Colts general manager Ernie Accorsi was willing to wait for what he felt was a fair deal for a franchise quarterback. Irsay didn’t. He agreed to send Elway to Denver in exchange for Hinton, Herrmann, and the Broncos’ first-round pick in the 1984 NFL Draft.
The news broke during the evening of May 2, 1983. A short pass away from Mile High Stadium sat McNichols Sports Arena, where the Denver Nuggets were trying to salvage Game 4 of their conference semifinal series with the San Antonio Spurs after falling behind three games to none. As the Nuggets took a 22-point halftime lead, the Broncos made the biggest trade in franchise history, and Elway signed his contract.

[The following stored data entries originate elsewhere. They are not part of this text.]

use serde::Serialize;

#[derive(Serialize)]
pub struct ReleaseOutput {
    pub version: String,
    pub tag: String,
    pub pushed: bool,
    pub released: bool,
    pub dry_run: bool,
}

pub fn output_results(output: ReleaseOutput) -> std::result::Result<(), Box<dyn std::error::Error>> {
    if output.dry_run {
        println!("🔍 Dry run - no git or gh command was executed");
    } else if output.released {
        println!("✅ Released {} (tagged, pushed, GitHub release created)", output.tag);
    } else if output.pushed {
        println!("✅ Tagged and pushed {} (GitHub release skipped)", output.tag);
    } else {
        println!("✅ Tagged {} (push and GitHub release skipped)", output.tag);
    }

    // Also output as JSON for debugging
    println!("📊 Result: {}", serde_json::to_string_pretty(&output)?);

    Ok(())
}
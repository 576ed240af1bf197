use crate::changelog::ChangelogEntry;
use crate::output::ReleaseOutput;
use crate::runner::CommandRunner;
use crate::scm;
use std::error::Error;

#[derive(Debug, Clone)]
pub struct ReleaseOptions {
    pub no_push: bool,
    pub no_release: bool,
    pub remote: String,
    pub dry_run: bool,
}

/// Drive the release stages in order: tag, push, GitHub release. Each stage
/// only runs if the previous one succeeded; the first failure aborts the run
/// and whatever was already created stays in place.
pub fn run_release(
    entry: &ChangelogEntry,
    options: &ReleaseOptions,
    runner: &dyn CommandRunner,
) -> Result<ReleaseOutput, Box<dyn Error>> {
    scm::git::create_tag(runner, &entry.tag, &entry.notes)?;
    println!("🏷️  Created annotated tag {}", entry.tag);

    if options.no_push {
        println!("ℹ️ Skipping git tag push and GitHub release creation (--no-push specified)");
        return Ok(ReleaseOutput {
            version: entry.version.to_string(),
            tag: entry.tag.clone(),
            pushed: false,
            released: false,
            dry_run: options.dry_run,
        });
    }

    scm::git::push_tag(runner, &options.remote, &entry.tag)?;
    println!("📤 Pushed tag {} to {}", entry.tag, options.remote);

    if options.no_release {
        println!("ℹ️ Skipping GitHub release creation (--no-release specified)");
        return Ok(ReleaseOutput {
            version: entry.version.to_string(),
            tag: entry.tag.clone(),
            pushed: true,
            released: false,
            dry_run: options.dry_run,
        });
    }

    scm::github::create_release(runner, &entry.tag)?;
    println!("🎉 Created GitHub release {}", entry.tag);

    Ok(ReleaseOutput {
        version: entry.version.to_string(),
        tag: entry.tag.clone(),
        pushed: true,
        released: true,
        dry_run: options.dry_run,
    })
}
use regex::Regex;
use semver::Version;
use std::error::Error;
use std::path::Path;

// Matches "## v1.2.3" or "## [v1.2.3]", with anything after the version
const VERSION_HEADER_PATTERN: &str = r"(?m)^##\s+\[?(v\d+\.\d+\.\d+)\]?.*$";

#[derive(Debug, Clone, PartialEq)]
pub struct ChangelogEntry {
    pub tag: String,
    pub version: Version,
    pub notes: String,
}

pub fn load_changelog(path: &Path) -> Result<String, Box<dyn Error>> {
    if !path.exists() {
        return Err(format!("Changelog {:?} not found", path).into());
    }

    std::fs::read_to_string(path)
        .map_err(|e| format!("Failed to read changelog {:?}: {}", path, e).into())
}

pub fn parse_changelog(content: &str) -> Result<ChangelogEntry, Box<dyn Error>> {
    let header = Regex::new(VERSION_HEADER_PATTERN)?;

    let captures = header
        .captures(content)
        .ok_or("Could not find a version header in the changelog")?;

    let tag = captures[1].to_string();
    let version = Version::parse(tag.trim_start_matches('v'))
        .map_err(|e| format!("Invalid version in header {}: {}", tag, e))?;

    // Notes run from the end of the matched header line to the next header,
    // or to the end of the document
    let notes_start = captures.get(0).map(|m| m.end()).unwrap_or(content.len());
    let notes = match header.find_at(content, notes_start) {
        Some(next) => &content[notes_start..next.start()],
        None => &content[notes_start..],
    };

    Ok(ChangelogEntry {
        tag,
        version,
        notes: notes.trim().to_string(),
    })
}
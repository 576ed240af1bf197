use serde::{Deserialize, Serialize};
use std::path::Path;

#[derive(Debug, Deserialize, Serialize, Clone)]
pub struct Config {
    #[serde(default)]
    pub changelog: ChangelogConfig,
    #[serde(default)]
    pub release: ReleaseConfig,
}

#[derive(Debug, Deserialize, Serialize, Clone, Default)]
pub struct ChangelogConfig {
    pub path: Option<String>,
}

#[derive(Debug, Deserialize, Serialize, Clone, Default)]
pub struct ReleaseConfig {
    pub remote: Option<String>,
}

impl Default for Config {
    fn default() -> Self {
        Self {
            changelog: ChangelogConfig {
                path: Some("CHANGELOG.md".to_string()),
            },
            release: ReleaseConfig {
                remote: Some("origin".to_string()),
            },
        }
    }
}

impl Config {
    pub fn load<P: AsRef<Path>>(path: P) -> std::result::Result<Self, Box<dyn std::error::Error>> {
        let path = path.as_ref();

        if !path.exists() {
            println!("⚠️  Configuration file not found, using default configuration");
            return Ok(Self::default());
        }

        let content = std::fs::read_to_string(path)
            .map_err(|e| format!("Failed to read config file {:?}: {}", path, e))?;

        let config = toml::from_str(&content)
            .map_err(|e| format!("Failed to parse TOML config {:?}: {}", path, e))?;

        Ok(config)
    }

    pub fn changelog_path(&self) -> &str {
        self.changelog.path.as_deref().unwrap_or("CHANGELOG.md")
    }

    pub fn remote(&self) -> &str {
        self.release.remote.as_deref().unwrap_or("origin")
    }
}
// =============================================================================
// Remote status
// =============================================================================

/// Task status as reported by the device.
#[derive(Debug, Clone, PartialEq, Eq)]
pub enum RemoteStatus {
    /// Still working; carries the raw status word.
    Pending(String),
    Succeeded,
    Failed(String),
    /// A status word we do not recognise. Polling continues.
    Unknown(String),
}

impl RemoteStatus {
    #[must_use]
    pub fn label(&self) -> &str {
        match self {
            Self::Pending(s) | Self::Unknown(s) => s,
            Self::Succeeded => "SUCCEEDED",
            Self::Failed(_) => "FAILED",
        }
    }
}

fn failure_reason(body: &Value) -> String {
    ["message", "_taskError", "errorMessage"]
        .iter()
        .find_map(|key| body.get(*key).and_then(Value::as_str))
        .filter(|s| !s.is_empty())
        .unwrap_or("device reported failure")
        .to_string()
}

// =============================================================================
// Capture kinds
// =============================================================================

/// Which artifact a task produces. Each kind knows its REST vocabulary.
#[derive(Debug, Clone, Copy, PartialEq, Eq, Hash, Serialize)]
#[serde(rename_all = "lowercase")]
pub enum CaptureKind {
    /// Diagnostic snapshot (`.qkview`).
    QkView,
    /// Configuration backup (`.ucs`).
    Ucs,
}

/// A remote cleanup call.
#[derive(Debug, Clone, PartialEq, Eq)]
pub enum CleanupStep {
    Delete(String),
    Post(String, Value),
}
//! Terminal and environment detection.

use std::io::IsTerminal;

/// Check if stdout is a TTY.
#[must_use]
pub fn stdout_is_tty() -> bool {
    std::io::stdout().is_terminal()
}

/// Check if stderr is a TTY.
#[must_use]
pub fn stderr_is_tty() -> bool {
    std::io::stderr().is_terminal()
}

/// Prompts need a keyboard on stdin and somewhere visible to draw on.
#[must_use]
pub fn can_prompt() -> bool {
    std::io::stdin().is_terminal() && stderr_is_tty()
}

/// Check if color should be enabled.
#[must_use]
pub fn should_use_color(no_color_flag: bool) -> bool {
    if no_color_flag {
        return false;
    }

    if std::env::var_os("NO_COLOR").is_some() {
        return false;
    }

    if std::env::var("TERM").is_ok_and(|t| t == "dumb") {
        return false;
    }

    stdout_is_tty()
}
//! Error types for bigscan.
//!
//! Uses `thiserror` for structured error types that map to exit codes.
//!
//! ## Error Taxonomy
//!
//! Errors are grouped into six categories:
//! - **Authentication**: unresolved credentials, rejected logins, expired tokens
//! - **Network**: DNS, TLS, refused connections, timeouts
//! - **Device**: unexpected status codes or unparseable bodies from the REST API
//! - **Capture**: diagnostic/backup task submission, polling, download, cleanup
//! - **Configuration**: config file, device list, or flag problems
//! - **Internal**: I/O, serialization and anything unclassified
//!
//! Each error has a stable code (e.g. `BIGSCAN-A002`) that ends up in the
//! JSON summary. Everything except configuration errors is caught at the
//! per-device boundary and recorded in that device's result.

pub mod suggestions;

use thiserror::Error;

use crate::core::capture::TaskState;

pub use suggestions::FixSuggestion;

// =============================================================================
// Error Categories
// =============================================================================

/// High-level error categories for classification and routing.
#[derive(Debug, Clone, Copy, PartialEq, Eq, Hash)]
pub enum ErrorCategory {
    /// Credential resolution and token problems.
    Authentication,
    /// Transport failures before an HTTP response was received.
    Network,
    /// The device answered, but not the way we expected.
    Device,
    /// Asynchronous capture job failures.
    Capture,
    /// Invalid configuration or input; fatal before the first device.
    Configuration,
    /// Bugs, I/O and serialization failures.
    Internal,
}

impl ErrorCategory {
    /// Returns a human-readable description of the category.
    #[must_use]
    pub const fn description(&self) -> &'static str {
        match self {
            Self::Authentication => "Authentication error",
            Self::Network => "Network error",
            Self::Device => "Device API error",
            Self::Capture => "Capture error",
            Self::Configuration => "Configuration error",
            Self::Internal => "Internal error",
        }
    }

    /// Returns a short code prefix for this category.
    #[must_use]
    pub const fn code_prefix(&self) -> &'static str {
        match self {
            Self::Authentication => "A",
            Self::Network => "N",
            Self::Device => "D",
            Self::Capture => "T",
            Self::Configuration => "C",
            Self::Internal => "X",
        }
    }
}

impl std::fmt::Display for ErrorCategory {
    fn fmt(&self, f: &mut std::fmt::Formatter<'_>) -> std::fmt::Result {
        write!(f, "{}", self.description())
    }
}

// =============================================================================
// Exit Codes
// =============================================================================

/// Process exit codes.
#[derive(Debug, Clone, Copy, PartialEq, Eq)]
#[repr(u8)]
pub enum ExitCode {
    /// Every device scanned cleanly.
    Success = 0,
    /// The batch ran, but at least one device has an error recorded.
    DeviceFailures = 1,
    /// Bad flags, config, or device list; no device was attempted.
    Usage = 2,
    /// Unexpected failure outside the per-device boundary.
    GeneralError = 3,
}

impl From<ExitCode> for i32 {
    fn from(code: ExitCode) -> Self {
        code as Self
    }
}
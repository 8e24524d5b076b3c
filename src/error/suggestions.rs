//! Fix suggestions for scan errors.
//!
//! Each generator returns short, operator-facing hints: commands that help
//! narrow the problem down plus a sentence of context. The human renderer
//! prints the first suggestion under each failed device.

// =============================================================================
// Fix Suggestion Type
// =============================================================================

/// A fix suggestion for an error.
#[derive(Debug, Clone)]
pub struct FixSuggestion {
    /// Commands to try, most useful first. Copy-paste ready.
    pub commands: Vec<String>,

    /// What most likely happened.
    pub context: String,

    /// How to avoid the error on the next run.
    pub prevention: Option<String>,
}

impl FixSuggestion {
    /// Creates a new fix suggestion with required fields.
    #[must_use]
    pub fn new(commands: Vec<String>, context: impl Into<String>) -> Self {
        Self {
            commands,
            context: context.into(),
            prevention: None,
        }
    }

    /// Builder: adds prevention tips.
    #[must_use]
    pub fn with_prevention(mut self, prevention: impl Into<String>) -> Self {
        self.prevention = Some(prevention.into());
        self
    }
}

// =============================================================================
// Authentication
// =============================================================================

/// Suggestions when a credential field could not be resolved.
#[must_use]
pub fn credentials_unresolved_suggestions(host: &str, field: &str) -> Vec<FixSuggestion> {
    vec![
        FixSuggestion::new(
            vec![
                "bigscan --in devices.csv --user admin".to_string(),
                "BIGSCAN_PASSWORD=... bigscan --in devices.csv".to_string(),
            ],
            format!(
                "No {field} was available for {host}: the input row left it blank, \
                 no command-line fallback was given, and prompting is disabled."
            ),
        )
        .with_prevention("Fill the username/password columns or pass --user/--pass."),
    ]
}

/// Suggestions when the device rejected the login.
#[must_use]
pub fn auth_rejected_suggestions(host: &str, status: u16) -> Vec<FixSuggestion> {
    vec![
        FixSuggestion::new(
            vec![format!(
                "curl -sk -X POST https://{host}/mgmt/shared/authn/login \
                 -d '{{\"username\":\"<user>\",\"password\":\"<pass>\",\"loginProviderName\":\"tmos\"}}'"
            )],
            format!(
                "{host} answered the login request with HTTP {status}. The account may \
                 be wrong, locked, or lack REST API access."
            ),
        )
        .with_prevention(
            "Use an account with the Administrator role; remote-auth accounts may need \
             a different login provider.",
        ),
    ]
}

/// Suggestions when the token stopped being accepted mid-scan.
#[must_use]
pub fn session_expired_suggestions(host: &str) -> Vec<FixSuggestion> {
    vec![FixSuggestion::new(
        vec![format!("bigscan --host {host}")],
        format!(
            "The authentication token for {host} was rejected after login. It may \
             have expired or been revoked by another administrator."
        ),
    )
    .with_prevention("Raise [session] token_timeout_seconds if captures run long.")]
}

// =============================================================================
// Network
// =============================================================================

/// Suggestions for DNS resolution failures.
#[must_use]
pub fn dns_failure_suggestions(host: &str) -> Vec<FixSuggestion> {
    vec![FixSuggestion::new(
        vec![format!("nslookup {host}"), "cat /etc/resolv.conf".to_string()],
        format!("The management address {host} could not be resolved."),
    )
    .with_prevention("List devices by management IP instead of hostname.")]
}

/// Suggestions for TLS handshake failures.
#[must_use]
pub fn tls_failure_suggestions(host: &str, message: &str) -> Vec<FixSuggestion> {
    vec![FixSuggestion::new(
        vec![format!("openssl s_client -connect {host}:443")],
        format!(
            "The TLS handshake with {host} failed: {message}. Certificate trust is not \
             checked, so this usually means a protocol or cipher mismatch."
        ),
    )]
}

/// Suggestions for refused connections.
#[must_use]
pub fn connection_refused_suggestions(host: &str) -> Vec<FixSuggestion> {
    vec![FixSuggestion::new(
        vec![
            format!("curl -skv https://{host}/"),
            format!("nc -vz {host} 443"),
        ],
        format!(
            "{host} refused the connection. The management interface may be down, \
             on a different port, or filtered by a firewall."
        ),
    )]
}

/// Suggestions for request timeouts.
#[must_use]
pub fn request_timeout_suggestions(host: &str, seconds: u64) -> Vec<FixSuggestion> {
    vec![FixSuggestion::new(
        vec![format!("ping {host}")],
        format!("{host} did not answer within {seconds}s."),
    )
    .with_prevention("Raise [general] request_timeout_seconds for slow links.")]
}

// =============================================================================
// Capture
// =============================================================================

/// Suggestions when a capture did not finish in time.
#[must_use]
pub fn capture_timeout_suggestions(host: &str, seconds: u64) -> Vec<FixSuggestion> {
    vec![FixSuggestion::new(
        vec![format!(
            "bigscan --host {host} --qkview --qkview-timeout {}",
            seconds * 2
        )],
        format!(
            "The capture on {host} was still running after {seconds}s. Busy or large \
             devices can take much longer to assemble a bundle."
        ),
    )]
}

/// Suggestions when the artifact transfer failed.
#[must_use]
pub fn download_suggestions(host: &str) -> Vec<FixSuggestion> {
    vec![FixSuggestion::new(
        vec![format!("bigscan --host {host} --qkview")],
        format!(
            "The artifact on {host} was built but the transfer did not complete. \
             The remote copy has been removed; rerun the capture."
        ),
    )
    .with_prevention("Check free disk space in the output directory.")]
}

// =============================================================================
// Configuration
// =============================================================================

/// Suggestions for config file syntax errors.
#[must_use]
pub fn config_parse_suggestions(path: &str, message: &str) -> Vec<FixSuggestion> {
    vec![FixSuggestion::new(
        vec![format!("$EDITOR {path}")],
        format!("The config file is not valid TOML: {message}"),
    )]
}

/// Suggestions for invalid config values.
#[must_use]
pub fn config_invalid_suggestions(key: &str, value: &str, message: &str) -> Vec<FixSuggestion> {
    vec![FixSuggestion::new(
        Vec::new(),
        format!("'{key}' = '{value}' is not allowed: {message}"),
    )]
}

/// Suggestions when the device list could not be read.
#[must_use]
pub fn input_file_suggestions(path: &str) -> Vec<FixSuggestion> {
    vec![FixSuggestion::new(
        vec![format!("head -3 {path}")],
        format!(
            "{path} must be a CSV with one device per row: ip,username,password. \
             A header row is optional."
        ),
    )]
}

Broncos coach Dan Reeves, who had been sitting courtside, dashed for the exit.
At that point, the media caught on, and word spread. Press row became a ghost town. Television reporters, radio commentators and newspaper columnists grabbed their notes and gear, shoved it in briefcases and dashed to the press conference. It was held at 10:30 p.m. — barely on time to make the next day’s morning papers in Denver, and too late to beat the deadlines in the Eastern and Central time zones.
But there was no use in holding back. If Elway had been unveiled to Denver media at 3:30 a.m., the room would have still been packed and television stations would have gone back on the air — this was 1983, remember, and many still signed off for the night — to cover it.
Kaiser had altered the destiny of the franchise forever. No one knew that more than Reeves, who saw first-hand in Dallas with Roger Staubach how an athletic, multi-dimensional quarterback could galvanize the offense — and the entire team.
“This is the closest I’ve ever been to heaven,” Reeves said as Elway was introduced. “It’s my job now not to mess up.”
There were, of course, complications. Long-time Broncos antagonist Al Davis alleged that the NFL had blocked the attempts of his Los Angeles Raiders to trade for Elway. Hinton, who was initially upset by the deal, suggested through his lawyer that he would re-consider an earlier contract offer from the Chicago Blitz of the upstart USFL, but ultimately warmed to being a Colt and became one of their most beloved players in that era.
And Elway was not guaranteed anything regarding his role for the 1983 season. As the trade was announced, Reeves maintained that Steve DeBerg was still the No. 1 quarterback, and Elway would have to beat him out. DeBerg had experienced this before, in 1979 when San Francisco drafted Joe Montana. He would experience it again in 1985 and 1987, when the Buccaneers replaced him with Steve Young, and then Vinny Testaverde.
When Week 1 arrived on Sept. 4, Elway was the starter. DeBerg would start six games in 1983. But by December, Elway was pulling off the kind of comeback that would define his career, leading the Broncos back from a 19-0 deficit to stun Baltimore 21-19 in Week 15.
It clinched the Broncos’ fourth playoff appearance. And it announced in the boldest terms possible that the Elway Era was off and running.